Activation of the immune system is not localized to the heart, but it can also be found in different organs. For example, upregulation of cytokines were demonstrated in the muscle of patients with HF. In such cases, the source of the circulating cytokines is not only cardiac. Moreover, only a small portion of the monocytes/macrophages that are found in the heart after an MI are secreted from the heart itself; rather, these infiltrating inflammatory cells come from other sources, such as the spleen and the bone marrow. Therefore, in HF, the immune system manages a complex interaction of different organs.

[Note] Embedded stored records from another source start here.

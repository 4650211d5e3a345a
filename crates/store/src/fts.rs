use rusqlite::{params, Connection};

use crate::error::Result;

/// Row shape for `memories_fts_meta`, the side cache that remembers the
/// exact last-indexed `(content, tags)` strings for a memory so deletes
/// against the contentless FTS5 table can be issued with matching values.
/// Memory ids aren't usable as FTS5 rowids, so this table also tracks its
/// own integer rowid counter alongside the string id.
struct FtsMeta {
    rowid_ref: i64,
    content: String,
    tags: String,
}

fn load_meta(conn: &Connection, memory_id: &str) -> Result<Option<FtsMeta>> {
    let row = conn
        .query_row(
            "SELECT rowid_ref, content, tags FROM memories_fts_meta WHERE memory_id = ?1",
            params![memory_id],
            |r| {
                Ok(FtsMeta {
                    rowid_ref: r.get(0)?,
                    content: r.get(1)?,
                    tags: r.get(2)?,
                })
            },
        )
        .ok();
    Ok(row)
}

/// Remove a memory's entry from the FTS index, if present. Idempotent.
fn delete(conn: &Connection, memory_id: &str) -> Result<()> {
    if let Some(meta) = load_meta(conn, memory_id)? {
        conn.execute(
            "INSERT INTO memories_fts(memories_fts, rowid, content, tags) VALUES('delete', ?1, ?2, ?3)",
            params![meta.rowid_ref, meta.content, meta.tags],
        )?;
        conn.execute(
            "DELETE FROM memories_fts_meta WHERE memory_id = ?1",
            params![memory_id],
        )?;
    }
    Ok(())
}

/// Insert or replace a memory's FTS entry with fresh `content`/`tags` text.
/// Call only for memories in `status = 'confirmed'`.
pub fn index(conn: &Connection, memory_id: &str, content: &str, tags: &str) -> Result<()> {
    delete(conn, memory_id)?;
    conn.execute(
        "INSERT INTO memories_fts(content, tags) VALUES (?1, ?2)",
        params![content, tags],
    )?;
    let rowid_ref = conn.last_insert_rowid();
    conn.execute(
        "INSERT INTO memories_fts_meta (memory_id, rowid_ref, content, tags)
         VALUES (?1, ?2, ?3, ?4)",
        params![memory_id, rowid_ref, content, tags],
    )?;
    Ok(())
}

/// Remove a memory from the FTS index entirely (memory deleted, or
/// transitioned away from `confirmed`).
pub fn remove(conn: &Connection, memory_id: &str) -> Result<()> {
    delete(conn, memory_id)
}

/// Build the concatenated tags string FTS indexes: confirmed tags only,
/// space-joined.
pub fn confirmed_tags_string(conn: &Connection, memory_id: &str) -> Result<String> {
    let mut stmt = conn.prepare(
        "SELECT tag FROM memory_tags WHERE memory_id = ?1 AND status = 'confirmed' ORDER BY tag",
    )?;
    let tags: Vec<String> = stmt
        .query_map(params![memory_id], |r| r.get(0))?
        .filter_map(|r| r.ok())
        .collect();
    Ok(tags.join(" "))
}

HF patients have a substantial number of comorbidities. We hypothesize that the presence of active comorbidities is, at least, partially mediated by inadequate activation of the immune system. For example, HF patients are often well-known to have muscle wasting, which is induced directly by proinflammatory cytokines. The above-mentioned association between depression and HF could also be mediated by the immune system. The role of the immune system in the development of depression has already been proven and is independent of HF. In one of our studies on an experimental mice model of HF, activation of the immune system in the brain was shown to produce anxiety. These data implied that interaction of the immune system with the other organs is likely to predispose individuals with HF to develop comorbidities.
The author has no conflicts of interest to declare.